We construct the discrete-time IGP model with stoichiometry following the discretization approach in ^[25] and theoretically analyze the dynamical behavior of this model. The dynamical behavior is compared between the discrete- and continuous-time models, which leads to our conclusions.

2. Model construction

We consider the IGP system in ^[22] in the aquatic ecosystem. Zooplankton competes with fish for algae and is consumed by fish, which constitutes an IGP system. We use $A(t)$ , $Z(t)$ , and $F(t)$ to represent the population density of algae, zooplankton, and fish at time $t$ , respectively. Then the continuous IGP model with stoichiometry takes the form ^[22]

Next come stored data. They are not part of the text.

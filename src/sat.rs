//! Minimal SAT solver abstraction.
//!
//! A small trait so the CNF builder is portable across solver backends:
//! `new_var`, `add_clause`, `solve(assumptions)`, `value`,
//! `reset_assumptions`. `Dtpg` solves the same CNF build repeatedly
//! under different assumption sets, so the backend must support
//! assumption-based incremental solving (`rustsat`'s `SolveIncremental`)
//! and not just one-shot `Solve`; CaDiCaL does, and is what
//! `rustsat-cadical` binds, so that is the backend behind
//! [`CadicalBackend`]. Kissat, a SAT-competition-style solver with no
//! assumption support, cannot serve this trait and is not used here.

use rustsat::solvers::{Solve, SolveIncremental, SolverResult};
use rustsat::types::{Lit as RLit, TernaryVal, Var as RVar};

/// A dense SAT variable index, distinct from a [`Lit`] (which also
/// carries a polarity).
#[derive(Clone, Copy, Debug, PartialEq, Eq, PartialOrd, Ord, Hash)]
pub struct Var(pub u32);

/// A signed reference to a [`Var`].
#[derive(Clone, Copy, Debug, PartialEq, Eq, Hash)]
pub struct Lit {
    var: Var,
    neg: bool,
}

impl Lit {
    pub fn pos(var: Var) -> Lit {
        Lit { var, neg: false }
    }

    pub fn neg(var: Var) -> Lit {
        Lit { var, neg: true }
    }

    /// A literal fixed to `b`'s truth value, independent of any
    /// variable: conventionally represented here by a reserved
    /// always-true variable, `Var(0)`, asserted once at solver
    /// construction time (see [`CadicalBackend::new`]).
    pub fn constant(b: bool) -> Lit {
        if b {
            Lit::pos(Var(0))
        } else {
            Lit::neg(Var(0))
        }
    }

    pub fn var(self) -> Var {
        self.var
    }

    pub fn is_neg(self) -> bool {
        self.neg
    }
}

impl std::ops::Not for Lit {
    type Output = Lit;
    fn not(self) -> Lit {
        Lit {
            var: self.var,
            neg: !self.neg,
        }
    }
}

/// The outcome of a `solve` call.
#[derive(Clone, Copy, Debug, PartialEq, Eq)]
pub enum SatResult {
    Sat,
    Unsat,
    /// Timeout, conflict-budget exhaustion, or a solver-internal error.
    Unknown,
}

/// A minimal incremental SAT solver interface.
pub trait SatBackend {
    fn new_var(&mut self) -> Var;
    fn add_clause(&mut self, clause: &[Lit]);
    fn solve(&mut self, assumptions: &[Lit]) -> SatResult;
    /// The model value of `var` after a `Sat` result. `None` if the
    /// variable's value is irrelevant to the model (not actually true
    /// for most solvers, which assign every variable, but kept
    /// `Option`-typed so a backend that reports "don't care" can say
    /// so).
    fn value(&self, var: Var) -> Option<bool>;
    /// Clear any sticky solver-side state left over from the previous
    /// `solve` (most incremental solvers need no explicit action here;
    /// assumptions are passed fresh to every `solve` call).
    fn reset_assumptions(&mut self);
}

fn to_rsat_lit(l: Lit) -> RLit {
    let v = RVar::new(l.var().0);
    if l.is_neg() {
        !RLit::positive(v)
    } else {
        RLit::positive(v)
    }
}

/// [`SatBackend`] over `rustsat-cadical`'s bundled CaDiCaL binding.
pub struct CadicalBackend {
    solver: rustsat_cadical::CaDiCaL<'static, 'static>,
    n_vars: u32,
}

impl CadicalBackend {
    pub fn new() -> CadicalBackend {
        let mut solver = rustsat_cadical::CaDiCaL::default();
        // Var(0) is reserved for `Lit::constant`: asserted true once so
        // `Lit::constant(false)` (its negation) is usable everywhere a
        // regular literal is.
        solver
            .add_clause(std::iter::once(RLit::positive(RVar::new(0))).collect())
            .expect("cadical rejected the reserved constant-true unit clause");
        CadicalBackend { solver, n_vars: 1 }
    }
}

impl Default for CadicalBackend {
    fn default() -> CadicalBackend {
        CadicalBackend::new()
    }
}

impl SatBackend for CadicalBackend {
    fn new_var(&mut self) -> Var {
        let v = self.n_vars;
        self.n_vars += 1;
        Var(v)
    }

    fn add_clause(&mut self, clause: &[Lit]) {
        let cl = clause.iter().map(|&l| to_rsat_lit(l)).collect();
        self.solver
            .add_clause(cl)
            .expect("cadical add_clause failed");
    }

    fn solve(&mut self, assumptions: &[Lit]) -> SatResult {
        let assumps: Vec<RLit> = assumptions.iter().map(|&l| to_rsat_lit(l)).collect();
        match self.solver.solve_assumps(&assumps) {
            Ok(SolverResult::Sat) => SatResult::Sat,
            Ok(SolverResult::Unsat) => SatResult::Unsat,
            _ => SatResult::Unknown,
        }
    }

    fn value(&self, var: Var) -> Option<bool> {
        let lit = to_rsat_lit(Lit::pos(var));
        match self.solver.lit_val(lit) {
            Ok(TernaryVal::True) => Some(true),
            Ok(TernaryVal::False) => Some(false),
            _ => None,
        }
    }

    fn reset_assumptions(&mut self) {}
}

#[cfg(test)]
mod tests {
    use super::*;

    #[test]
    fn test_lit_negation_roundtrip() {
        let v = Var(3);
        let l = Lit::pos(v);
        assert!(!l.is_neg());
        assert!((!l).is_neg());
        assert_eq!((!l).var(), v);
    }
}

$\begin{align} \frac{dA}{dt}& = rA\left(1-\frac{A}{\min\{K, (P_T-\theta_ZZ-\theta_FF)/q\}}\right)-a_{AZ}(A)Z-a_{AF}(A, Z)F, \\ \\ \frac{dZ}{dt}& = e_{AZ}\min\left\{1, \frac{(P_T-\theta_ZZ-\theta_FF)/A}{\theta_Z }\right\}a_{AZ}(A)Z-a_{ZF}(A, Z)F-d_ZZ, \\ \\ \frac{dF}{dt}& = e_{AF}\min\left\{1, \frac{(P_T-\theta_ZZ-\theta_FF)/A}{\theta_F}\right\}a_{AF}(A, Z)F+e_{ZF}\min\left\{1, \frac{\theta_Z}{\theta_F}\right\}a_{ZF}(A, Z)F-d_FF. \end{align}$

(2.1)

Here, $r$ is the maximum growth rate of algae, $K$ is the algae carrying capacity, and $P_T$ is the total Phosphorus in the system. $\theta_Z$ and $\theta_F$ are the constant P (Phosphorus): C (Carbon) ratios of the zooplankton and fish, respectively. $q$ is the minimal algae P:C ratio. $d_Z$ and $d_F$ are the specific loss rates of the zooplankton and fish, respectively. $e_{AZ}$ denotes the conservation of algae into the zooplankton, $e_{AF}$ represents the conservation of algae into the fish, and $e_{ZF}$ denotes the conservation of zooplankton into the fish. The functions $a_{AZ}(A)$ , $a_{AF}(A, Z)$ , and $a_{ZF}(A, Z)$ are the functional responses of the zooplankton feeding on algae, the fish feeding on algae, and the fish feeding on zooplankton, respectively.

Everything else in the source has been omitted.